La fuite de l’ex-président, loin d’apaiser ces revendications, les a au contraire aiguisées : on assiste à un face à face entre les aspirations populaires, la « rue », et les résistances du système instauré par Ben Ali. La révolte populaire revêt désormais deux aspects : d’une part, ce qui est exigé, c’est la dissolution des structures politiques de l’ancien régime et la disparition des hommes et femmes qui les incarnaient ; d’autre part, une demande de réforme profonde des relations entre groupes sociaux favorisant les intérêts des plus démunis. Tout ceci dans un contexte d’inorganisation flagrante et d’absence de direction politique reconnue et légitime. La figure de cette confrontation, c’est celle qui oppose le gouvernement, sans légitimité réelle, et la rue, sans légitimité formelle. C’est dans ce creuset que va se dénouer, dans les semaines et mois à venir, la révolution démocratique tunisienne.

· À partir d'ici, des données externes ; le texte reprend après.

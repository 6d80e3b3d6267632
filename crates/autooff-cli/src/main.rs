use anyhow::Result;
use autooff_cli::OutputFormat;
use autooff_cli::commands::{self, LicenseAction, RunArgs, SettingsAction};
use clap::{CommandFactory, Parser, Subcommand};
use clap_complete::Shell;
use std::path::PathBuf;

#[derive(Parser)]
#[command(name = "autooff")]
#[command(author, version, about, long_about = None)]
#[command(
    about = "Switch off every selected item on a Teal resume in one go",
    long_about = "Auto-OFF drives the Teal resume editor through Chrome: it opens every \
                  collapsible section, finds the checkboxes and switches that are on, and \
                  turns them off while keeping the items you chose to preserve."
)]
struct Cli {
    #[command(subcommand)]
    command: Commands,

    /// Enable verbose logging
    #[arg(short, long, global = true)]
    verbose: bool,

    /// Output format
    #[arg(short, long, global = true, value_enum, default_value = "pretty")]
    format: OutputFormat,

    /// Storage file for settings and usage counters [default: ~/.autooff/storage.json]
    #[arg(long, global = true, env = "AUTOOFF_STORE", value_name = "FILE")]
    store: Option<PathBuf>,
}

#[derive(Subcommand)]
enum Commands {
    /// Launch or attach to Chrome and run Auto-OFF on the open resume
    Run {
        /// Path to the Chrome binary
        #[arg(long, env = "AUTOOFF_CHROME_PATH")]
        chrome_path: Option<PathBuf>,

        /// Attach to a Chrome already listening on this debugging port
        #[arg(long, env = "AUTOOFF_CDP_PORT")]
        port: Option<u16>,

        /// Page to open when launching Chrome
        #[arg(long, env = "AUTOOFF_URL", default_value = "https://app.tealhq.com")]
        url: String,

        /// Chrome profile name, kept under ~/.autooff/profiles
        #[arg(long, default_value = "default", conflicts_with = "temp_profile")]
        profile: String,

        /// Use a throwaway profile instead of a named one
        #[arg(long)]
        temp_profile: bool,

        /// Pause after each section, in milliseconds
        #[arg(long, value_name = "MS")]
        section_pause_ms: Option<u64>,

        /// Start right away instead of waiting for Enter
        #[arg(short, long)]
        yes: bool,
    },

    /// Run Auto-OFF against a page described by a JSON fixture
    Simulate {
        /// Path to the page fixture
        #[arg(value_name = "FIXTURE")]
        fixture: PathBuf,

        /// Collapse the fixed delays to zero
        #[arg(long)]
        instant: bool,

        /// Pause after each section, in milliseconds
        #[arg(long, value_name = "MS")]
        section_pause_ms: Option<u64>,

        /// Maximum number of passes over the opened sections
        #[arg(long, default_value_t = 3)]
        max_passes: usize,
    },

    /// Show usage counters, license state and the last run's performance
    Status,

    /// View and change Auto-OFF settings
    Settings {
        #[command(subcommand)]
        action: SettingsAction,
    },

    /// Activate a license or list the available plans
    License {
        #[command(subcommand)]
        action: LicenseAction,
    },

    /// Serve the demo payment and license API
    Serve {
        /// Port to listen on
        #[arg(
            short,
            long,
            env = "AUTOOFF_LICENSE_PORT",
            default_value_t = autooff_license::DEFAULT_PORT
        )]
        port: u16,
    },

    /// Generate shell completion scripts
    #[command(long_about = "Generate shell completion scripts for autooff.

SUPPORTED SHELLS:
    bash, zsh, fish, powershell, elvish

INSTALLATION:
    bash:  autooff completion --shell bash >> ~/.bashrc
    zsh:   autooff completion --shell zsh > ~/.zfunc/_autooff
           (add `fpath+=~/.zfunc` to ~/.zshrc before compinit)
    fish:  autooff completion --shell fish > ~/.config/fish/completions/autooff.fish")]
    Completion {
        /// Shell to generate completions for
        #[arg(long, value_enum)]
        shell: Shell,
    },
}

fn main() -> Result<()> {
    let cli = Cli::parse();

    // Initialize logging
    init_logging(cli.verbose);

    let store = cli.store;
    let format = cli.format;

    match cli.command {
        Commands::Run {
            chrome_path,
            port,
            url,
            profile,
            temp_profile,
            section_pause_ms,
            yes,
        } => commands::run::execute(
            RunArgs {
                chrome_path,
                port,
                url,
                profile: (!temp_profile).then_some(profile),
                section_pause_ms,
                wait_for_enter: !yes,
            },
            store,
            format,
        ),
        Commands::Simulate {
            fixture,
            instant,
            section_pause_ms,
            max_passes,
        } => commands::simulate::execute(
            &fixture,
            instant,
            section_pause_ms,
            max_passes,
            store,
            format,
        ),
        Commands::Status => commands::status::execute(store, format),
        Commands::Settings { action } => commands::settings::execute(action, store, format),
        Commands::License { action } => commands::license::execute(action, store, format),
        Commands::Serve { port } => commands::serve::execute(port),
        Commands::Completion { shell } => commands::completion::execute(shell, &mut Cli::command()),
    }
}

fn init_logging(verbose: bool) {
    use tracing_subscriber::EnvFilter;

    let filter = if verbose {
        EnvFilter::new(
            "autooff=debug,autooff_cli=debug,autooff_core=debug,\
             autooff_browser=debug,autooff_license=debug",
        )
    } else {
        EnvFilter::new(
            "autooff=info,autooff_cli=info,autooff_license=info,\
             autooff_core=warn,autooff_browser=warn",
        )
    };

    // Logs go to stderr so JSON output stays clean on stdout
    tracing_subscriber::fmt()
        .with_env_filter(filter)
        .with_writer(std::io::stderr)
        .with_target(false)
        .without_time()
        .init();
}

Ce qui a fait la force de cette révolution, ce fut d’emblée l’alliance de toutes les classes et groupes de la société pour se débarrasser de la dictature ubuesque de Ben Ali ; tant que durera cette alliance, les forces qui pourraient tirer le pays dans un sens ou dans l’autre le pays ne pourront pas faire grand-chose. Mais il suffit que des fissures apparaissent entre ces forces sociales pour que la bataille change de contenu. C’est pourquoi les tenants de l’ancien régime ont intérêt à casser ce front de classe pour rallier à eux les forces qui voulaient la disparition de la dictature, mais pas du système social qui leur assurait une situation confortable.

Les couches moyennes sont ici les principales cibles. Elles se sont différenciées ces dix dernières années : des couches moyennes hautes se sont constituées dans le milieu des affaires, des professions libérales, du commerce et des services, mais la majorité a été socialement déclassée et rejetée soit vers un fonctionnariat au rabais soit, carrément, dans la pauvreté. Or ce sont ces dernières couches sociales qui ont constitué le fer de lance de la révolte avec les couches populaires précarisées et marginalisées. L’indécision des orientations politiques et sociales du pouvoir actuel, ajoutée à l’insécurité pour l’instant verrouillée par le couvre-feu, risquent de créer une situation chaotique propice à la rupture de solidarité entre ces couches.

Le temps joue, de fait, en faveur des partisans de l’autorité qui attendent l’élargissement de ces fissures pour se présenter comme un moindre mal face au chaos. Déjà, les groupes sociaux privilégiés dénoncent la grève qui dure, les fermetures d’écoles, le non fonctionnement des services publics, etc. La thématique de la sécurité, du refus du « désordre », fait donc son apparition et elle peut devenir le point de ralliement de toutes les forces qui, pour des raisons souvent différentes, ne veulent pas courir le risque de l’aventure.

Le chef du gouvernement cherche à réunir autour de lui le plus grand éventail de représentants de la société. Mais, en l’absence de refonte des institutions et de réformes de structure, il aura du mal à convaincre. La police se terre et l’armée reste pour l’instant en position d’arbitre. Le général Rached Ammar, chef d’état-major, a rappelé, au cours d’une manifestation, que « l’armée nationale se porte garante de la révolution ». Formule qui peut avoir plusieurs interprétations. Les manifestations du Caire vont certainement aider les Tunisiens dans leur détermination. Mais la répression qui commence en Egypte donnera également des idées aux ennemis de la démocratie dans le monde arabe.